Oracle, by Mike Resnick
Space-toughguy potboiler with a little twist
(Review posted 2 Mar 2006 00:57:10)

This is the middle volume of a trilogy about Penelope Bailey, who for some reason can see (within limits) into the future, and select (within limits) which of the possible courses of events that she sees actually comes to pass. But Penelope only shows up in the last thirty pages of a 240-page book; the main bulk is a nice straightforward "tough guys on the frontier" pulp-style SF novel about hired killers with their own rough senses of justice, a saloon called the End of the Line on a planet called Last Chance, characters named The Iceman and The Whistler and like that, and the covert government agencies that enlist them as a last resort when all of their own best men have vanished when sent to investigate etc etc etc.

And that's not a bad thing. The clichés are done with a deft touch, a certain freshness, and the showing up of The Oracle herself at the end (and the odd circumstances that she is in, and the stage of development of her powers) puts a nice final cherry on it all.

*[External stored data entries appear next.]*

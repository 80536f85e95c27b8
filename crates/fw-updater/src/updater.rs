// SPDX-License-Identifier: CC-BY-NC-ND-4.0

//! Check-and-install cycle orchestration

use crate::clock::{ClockSync, PlausibleClock};
use crate::config::UpdaterConfig;
use crate::error::Result;
use crate::installer::{FileInstaller, FirmwareInstaller};
use crate::observer::{LogObserver, TransferObserver};
use crate::resolver::ReleaseLocationResolver;
use crate::restart::{ExecRestarter, Restarter};
use crate::transfer::{FirmwareTransferDriver, TransferOutcome};
use crate::version::{SemanticVersion, is_update_required};
use std::time::Duration;
use tracing::{debug, error, info, warn};

const DEFAULT_SETTLE_DELAY: Duration = Duration::from_secs(1);
const DEFAULT_CLOCK_TIMEOUT: Duration = Duration::from_secs(30);
const DEFAULT_MIN_VALID_EPOCH: i64 = 1_704_067_200;

/// Where the updater currently is within a cycle
#[derive(Debug, Clone, Copy, PartialEq, Eq)]
pub enum CycleState {
    Idle,
    ResolvingLocation,
    ComparingVersions,
    Transferring,
    /// A new image is active; the restart was requested but this process is
    /// still running.
    Installed,
}

/// Terminal result of one check cycle
#[derive(Debug, Clone, PartialEq, Eq)]
pub enum UpdateOutcome {
    NoUpdateAvailable,
    UpdateAppliedPendingRestart,
    UpdateFailed(String),
    ResolutionFailed,
}

/// Resolve, compare, transfer, restart.
///
/// Each [`handle`](Self::handle) call is a single linear pass. Scheduling
/// cycles is left to the caller.
pub struct FirmwareUpdater {
    current_version: SemanticVersion,
    firmware_name: String,
    resolver: ReleaseLocationResolver,
    driver: FirmwareTransferDriver,
    installer: Box<dyn FirmwareInstaller>,
    observer: Box<dyn TransferObserver>,
    clock: Box<dyn ClockSync>,
    restarter: Box<dyn Restarter>,
    settle_delay: Duration,
    state: CycleState,
}

impl std::fmt::Debug for FirmwareUpdater {
    fn fmt(&self, f: &mut std::fmt::Formatter<'_>) -> std::fmt::Result {
        f.debug_struct("FirmwareUpdater")
            .field("current_version", &self.current_version)
            .field("firmware_name", &self.firmware_name)
            .field("resolver", &self.resolver)
            .field("settle_delay", &self.settle_delay)
            .field("state", &self.state)
            .finish_non_exhaustive()
    }
}

impl FirmwareUpdater {
    /// Observer, clock and settle delay start at their defaults and can be
    /// replaced with the `with_*` methods.
    pub fn new(
        current_version: SemanticVersion,
        firmware_name: impl Into<String>,
        resolver: ReleaseLocationResolver,
        driver: FirmwareTransferDriver,
        installer: Box<dyn FirmwareInstaller>,
        restarter: Box<dyn Restarter>,
    ) -> Self {
        Self {
            current_version,
            firmware_name: firmware_name.into(),
            resolver,
            driver,
            installer,
            observer: Box::new(LogObserver::new()),
            clock: Box::new(PlausibleClock::new(
                DEFAULT_MIN_VALID_EPOCH,
                DEFAULT_CLOCK_TIMEOUT,
            )),
            restarter,
            settle_delay: DEFAULT_SETTLE_DELAY,
            state: CycleState::Idle,
        }
    }

    pub fn from_config(config: &UpdaterConfig) -> Result<Self> {
        let settings = config.http_settings()?;
        let resolver = ReleaseLocationResolver::from_config(config, &settings)?;
        let driver =
            FirmwareTransferDriver::new(&settings)?.with_max_image_size(config.max_image_size);

        let updater = Self::new(
            config.current_semver(),
            config.firmware_name.clone(),
            resolver,
            driver,
            Box::new(FileInstaller::new(&config.image_path)),
            Box::new(ExecRestarter::with_current_args(&config.image_path)),
        )
        .with_clock(Box::new(PlausibleClock::new(
            config.min_valid_epoch_secs,
            Duration::from_secs(config.clock_sync_timeout_secs),
        )))
        .with_settle_delay(config.settle_delay());

        Ok(updater)
    }

    pub fn with_observer(mut self, observer: Box<dyn TransferObserver>) -> Self {
        self.observer = observer;
        self
    }

    pub fn with_clock(mut self, clock: Box<dyn ClockSync>) -> Self {
        self.clock = clock;
        self
    }

    pub fn with_settle_delay(mut self, delay: Duration) -> Self {
        self.settle_delay = delay;
        self
    }

    pub fn state(&self) -> CycleState {
        self.state
    }

    pub fn current_version(&self) -> &SemanticVersion {
        &self.current_version
    }

    /// Run one check cycle.
    ///
    /// Every failure ends up in the returned outcome. On a successful install
    /// the restarter is invoked and normally does not return.
    pub async fn handle(&mut self) -> UpdateOutcome {
        let outcome = self.run_cycle().await;
        self.state = if outcome == UpdateOutcome::UpdateAppliedPendingRestart {
            CycleState::Installed
        } else {
            CycleState::Idle
        };
        outcome
    }

    async fn run_cycle(&mut self) -> UpdateOutcome {
        // TLS chain validation needs a plausible clock; let the connection
        // fail on its own if it never gets there.
        if let Err(e) = self.clock.synchronize().await {
            warn!("Clock synchronization failed, continuing: {e}");
        }

        self.transition(CycleState::ResolvingLocation);
        let location = match self.resolver.resolve().await {
            Ok(location) => location,
            Err(e) => {
                error!("Failed to resolve release location: {e}");
                return UpdateOutcome::ResolutionFailed;
            }
        };
        info!("Release location: {location}");

        self.transition(CycleState::ComparingVersions);
        let candidate = match location.candidate_version() {
            Ok(candidate) => candidate,
            Err(e) => {
                warn!("{e}");
                info!("No updates found");
                return UpdateOutcome::NoUpdateAvailable;
            }
        };
        info!(
            "Current version: {}, latest version: {candidate}",
            self.current_version
        );

        if !is_update_required(&candidate, &self.current_version) {
            info!("No updates found");
            return UpdateOutcome::NoUpdateAvailable;
        }

        let url = match location.firmware_url(&self.firmware_name) {
            Ok(url) => url,
            Err(e) => {
                error!("{e}");
                return UpdateOutcome::UpdateFailed(e.to_string());
            }
        };

        self.transition(CycleState::Transferring);
        let transfer = self
            .driver
            .update(
                &url,
                &self.current_version,
                self.installer.as_mut(),
                self.observer.as_ref(),
            )
            .await;

        match transfer {
            TransferOutcome::Failed(reason) => {
                error!("Firmware update failed: {reason}");
                UpdateOutcome::UpdateFailed(reason)
            }
            TransferOutcome::NoUpdatesAvailable => {
                info!("No updates found");
                UpdateOutcome::NoUpdateAvailable
            }
            TransferOutcome::Success => {
                self.transition(CycleState::Installed);
                info!("Update successful, restarting into {candidate}");
                tokio::time::sleep(self.settle_delay).await;

                if let Err(e) = self.restarter.restart().await {
                    error!("Restart failed, new firmware runs after the next reboot: {e}");
                }
                UpdateOutcome::UpdateAppliedPendingRestart
            }
        }
    }

    fn transition(&mut self, next: CycleState) {
        debug!("Update cycle: {:?} -> {next:?}", self.state);
        self.state = next;
    }
}

#[cfg(test)]
mod tests {
    use super::*;
    use crate::config::ResolutionStrategy;
    use tempfile::TempDir;

    fn config(dir: &TempDir, release_url: &str) -> UpdaterConfig {
        let mut config =
            UpdaterConfig::new("1.2.0", release_url, "firmware.bin", ResolutionStrategy::Api);
        config.image_path = dir.path().join("firmware.bin");
        config.min_valid_epoch_secs = 0;
        config
    }

    #[test]
    fn test_from_config_starts_idle() {
        let dir = TempDir::new().unwrap();
        let updater = FirmwareUpdater::from_config(&config(
            &dir,
            "https://api.github.com/repos/org/device/releases/latest",
        ))
        .unwrap();

        assert_eq!(updater.state(), CycleState::Idle);
        assert_eq!(updater.current_version(), &SemanticVersion::parse("1.2.0"));
    }

    #[test]
    fn test_from_config_degrades_bad_current_version() {
        let dir = TempDir::new().unwrap();
        let mut config = config(&dir, "https://example.com/releases/latest");
        config.current_version = "not-a-version".to_owned();

        let updater = FirmwareUpdater::from_config(&config).unwrap();
        assert_eq!(updater.current_version(), &SemanticVersion::zero());
    }

    #[tokio::test]
    async fn test_unreachable_resolver_returns_to_idle() {
        let dir = TempDir::new().unwrap();
        let mut updater =
            FirmwareUpdater::from_config(&config(&dir, "http://127.0.0.1:9/releases/latest"))
                .unwrap();

        assert_eq!(updater.handle().await, UpdateOutcome::ResolutionFailed);
        assert_eq!(updater.state(), CycleState::Idle);
    }
}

This is certainly escapism: it doesn't hold up under nit-picking examination (the tough guys too often escape death because their potential killers stop to gloat, the Oracle's powers don't really make consistent sense under close scrutiny, and so on). But it's fun escapism. And despite being Volume Two of a Trilogy it's a fine read all by itself, without having read the first one first, and without having the third one immediately on hand to pick up. Although I may very well look for them both on some future occasion when I want to escape again to that same place.